WORK TO BE COMPLETED: Looking at the records below, please work out how many lines contain the word "Level" and give the number alone.

[Collected data entries]
· · · · · · ·

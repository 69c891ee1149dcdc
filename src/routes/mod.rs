// SPDX-License-Identifier: MIT
// Copyright 2026 Roland Dreier <roland@rolandd.dev>

//! HTTP route handlers.

pub mod api;
pub mod auth;
pub mod chat;
pub mod history;
pub mod speech;

use crate::middleware::auth::require_auth;
use crate::AppState;
use axum::http::{header, Method};
use axum::{middleware, routing::get, Json, Router};
use serde::Serialize;
use std::sync::Arc;
use tower_http::cors::CorsLayer;
use tower_http::trace::{DefaultMakeSpan, DefaultOnResponse, TraceLayer};
use tracing::Level;
#[cfg(feature = "binding-generation")]
use ts_rs::TS;

#[derive(Serialize)]
#[cfg_attr(feature = "binding-generation", derive(TS))]
#[cfg_attr(
    feature = "binding-generation",
    ts(export, export_to = "web/src/lib/generated/")
)]
pub struct HealthResponse {
    pub status: String,
    pub build_id: String,
}

/// Health check response
async fn health_check() -> Json<HealthResponse> {
    let build_id = option_env!("BUILD_ID").unwrap_or("unknown").to_string();
    Json(HealthResponse {
        status: "ok".to_string(),
        build_id,
    })
}

/// Build the complete router with all routes.
pub fn create_router(state: Arc<AppState>) -> Router {
    // CORS layer - allow requests from frontend URL and localhost (for dev)
    let frontend_url = state.config.frontend_url.clone();
    let cors = CorsLayer::new()
        .allow_origin(tower_http::cors::AllowOrigin::predicate(
            move |origin: &axum::http::HeaderValue, _request_parts: &axum::http::request::Parts| {
                let origin_str = origin.to_str().unwrap_or("");
                origin_str == frontend_url
                    || origin_str.starts_with("http://localhost")
                    || origin_str.starts_with("http://127.0.0.1")
            },
        ))
        .allow_credentials(true)
        .allow_methods([Method::GET, Method::POST, Method::PUT, Method::OPTIONS])
        .allow_headers([header::CONTENT_TYPE, header::AUTHORIZATION, header::ACCEPT]);

    // Public routes (no auth required)
    let public_routes = Router::new()
        .route("/health", get(health_check))
        .merge(auth::routes())
        .merge(chat::public_routes())
        .merge(speech::routes());

    // Protected routes (auth required)
    let protected_routes = Router::new()
        .merge(api::routes())
        .merge(chat::protected_routes())
        .merge(history::routes())
        .route_layer(middleware::from_fn_with_state(state.clone(), require_auth));

    Router::new()
        .merge(public_routes)
        .merge(protected_routes)
        .layer(middleware::from_fn(
            crate::middleware::security::add_security_headers,
        ))
        .layer(cors)
        .layer(
            TraceLayer::new_for_http()
                .make_span_with(DefaultMakeSpan::new().level(Level::INFO))
                .on_response(DefaultOnResponse::new().level(Level::INFO)),
        )
        .with_state(state)
}
// SPDX-License-Identifier: MIT
// Copyright 2026 Roland Dreier <roland@rolandd.dev>

//! API routes for authenticated users.

use crate::error::Result;
use crate::middleware::auth::AuthUser;
use crate::models::{Language, ProfileUpdate, UserProfile};
use crate::services::quota::UPGRADED_ALLOWANCE;
use crate::services::streak::StreakUpdate;
use crate::time_utils::{format_utc_rfc3339, start_of_next_month};
use crate::AppState;
use axum::{
    extract::{Query, State},
    http::StatusCode,
    routing::{get, post},
    Extension, Json, Router,
};
use serde::{Deserialize, Serialize};
use std::sync::Arc;
use validator::Validate;
#[cfg(feature = "binding-generation")]
use ts_rs::TS;

/// API routes (require authentication via JWT).
/// The auth middleware is applied in routes/mod.rs for these routes.
pub fn routes() -> Router<Arc<AppState>> {
    Router::new()
        .route("/api/me", get(get_me).put(update_me))
        .route("/api/quota", get(get_quota))
        .route("/api/upgrade", post(upgrade))
        .route("/api/streak", get(get_streak).post(check_in_streak))
}

/// `?language=` on endpoints that return user-facing text.
#[derive(Deserialize, Default)]
pub(crate) struct LanguageQuery {
    #[serde(default)]
    pub language: Language,
}

// ─── User Profile ────────────────────────────────────────────

/// Current user response.
#[derive(Serialize)]
#[cfg_attr(feature = "binding-generation", derive(TS))]
#[cfg_attr(
    feature = "binding-generation",
    ts(export, export_to = "web/src/lib/generated/")
)]
pub struct UserResponse {
    pub uid: String,
    pub email: String,
    pub display_name: Option<String>,
    pub photo_url: String,
    pub first_name: String,
    pub last_name: String,
    pub phone_number: String,
    pub address: Option<String>,
    pub country: String,
    pub newsletter: bool,
    pub psychology_school: Option<String>,
    pub free_messages: u32,
    pub next_reset: String,
    pub streak: u32,
}

impl UserResponse {
    fn new(uid: String, profile: UserProfile, free_messages: u32) -> Self {
        Self {
            uid,
            email: profile.email,
            display_name: profile.display_name,
            photo_url: profile.photo_url,
            first_name: profile.first_name,
            last_name: profile.last_name,
            phone_number: profile.phone_number,
            address: profile.address,
            country: profile.country,
            newsletter: profile.newsletter.unwrap_or(false),
            psychology_school: profile.psychology_school,
            free_messages,
            next_reset: format_utc_rfc3339(start_of_next_month(chrono::Utc::now())),
            streak: profile.streak.unwrap_or(0),
        }
    }
}

/// Get current user profile.
async fn get_me(
    State(state): State<Arc<AppState>>,
    Extension(user): Extension<AuthUser>,
) -> Result<Json<UserResponse>> {
    // Applies a pending monthly reset before the profile is read.
    let free_messages = state.db.get_free_messages_count(&user.uid).await?;
    let profile = state.db.require_user(&user.uid).await?;

    Ok(Json(UserResponse::new(user.uid, profile, free_messages)))
}

#[derive(Serialize)]
#[cfg_attr(feature = "binding-generation", derive(TS))]
#[cfg_attr(
    feature = "binding-generation",
    ts(export, export_to = "web/src/lib/generated/")
)]
pub struct SettingsResponse {
    pub success: bool,
    pub message: String,
}

/// Save settings-form changes.
async fn update_me(
    State(state): State<Arc<AppState>>,
    Extension(user): Extension<AuthUser>,
    Query(params): Query<LanguageQuery>,
    Json(update): Json<ProfileUpdate>,
) -> Result<(StatusCode, Json<SettingsResponse>)> {
    update.validate()?;

    tracing::debug!(uid = %user.uid, fields = ?update.field_paths(), "Updating profile");

    match state.db.update_profile(&user.uid, &update).await {
        Ok(()) => Ok((
            StatusCode::OK,
            Json(SettingsResponse {
                success: true,
                message: params.language.settings_saved().to_string(),
            }),
        )),
        Err(e) => {
            tracing::error!(uid = %user.uid, error = %e, "Failed to save settings");
            Ok((
                StatusCode::INTERNAL_SERVER_ERROR,
                Json(SettingsResponse {
                    success: false,
                    message: params.language.settings_failed().to_string(),
                }),
            ))
        }
    }
}

// ─── Quota ───────────────────────────────────────────────────

#[derive(Serialize)]
#[cfg_attr(feature = "binding-generation", derive(TS))]
#[cfg_attr(
    feature = "binding-generation",
    ts(export, export_to = "web/src/lib/generated/")
)]
pub struct QuotaResponse {
    pub free_messages: u32,
    pub next_reset: String,
}

async fn get_quota(
    State(state): State<Arc<AppState>>,
    Extension(user): Extension<AuthUser>,
) -> Result<Json<QuotaResponse>> {
    let free_messages = state.db.get_free_messages_count(&user.uid).await?;

    Ok(Json(QuotaResponse {
        free_messages,
        next_reset: format_utc_rfc3339(start_of_next_month(chrono::Utc::now())),
    }))
}

/// Grant the upgraded allowance.
///
/// No payment is taken; the request is only logged.
async fn upgrade(
    State(state): State<Arc<AppState>>,
    Extension(user): Extension<AuthUser>,
) -> Result<Json<QuotaResponse>> {
    tracing::info!(uid = %user.uid, "Upgrade requested");

    state
        .db
        .update_free_messages(&user.uid, UPGRADED_ALLOWANCE)
        .await?;

    Ok(Json(QuotaResponse {
        free_messages: UPGRADED_ALLOWANCE,
        next_reset: format_utc_rfc3339(start_of_next_month(chrono::Utc::now())),
    }))
}

// ─── Streak ──────────────────────────────────────────────────

#[derive(Serialize)]
#[cfg_attr(feature = "binding-generation", derive(TS))]
#[cfg_attr(
    feature = "binding-generation",
    ts(export, export_to = "web/src/lib/generated/")
)]
pub struct StreakResponse {
    pub streak: u32,
    pub message: String,
    /// Whether this request changed the stored streak.
    pub updated: bool,
}

async fn get_streak(
    State(state): State<Arc<AppState>>,
    Extension(user): Extension<AuthUser>,
    Query(params): Query<LanguageQuery>,
) -> Result<Json<StreakResponse>> {
    let streak = state.db.get_streak(&user.uid).await?;

    Ok(Json(StreakResponse {
        streak,
        message: params.language.streak_message(streak),
        updated: false,
    }))
}

/// Daily check-in.
async fn check_in_streak(
    State(state): State<Arc<AppState>>,
    Extension(user): Extension<AuthUser>,
    Query(params): Query<LanguageQuery>,
) -> Result<Json<StreakResponse>> {
    let update = state.db.update_streak(&user.uid).await?;
    let streak = update.streak();

    Ok(Json(StreakResponse {
        streak,
        message: params.language.streak_message(streak),
        updated: matches!(update, StreakUpdate::Set(_)),
    }))
}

· · · · · · ·

SOLVED EXERCISE: 3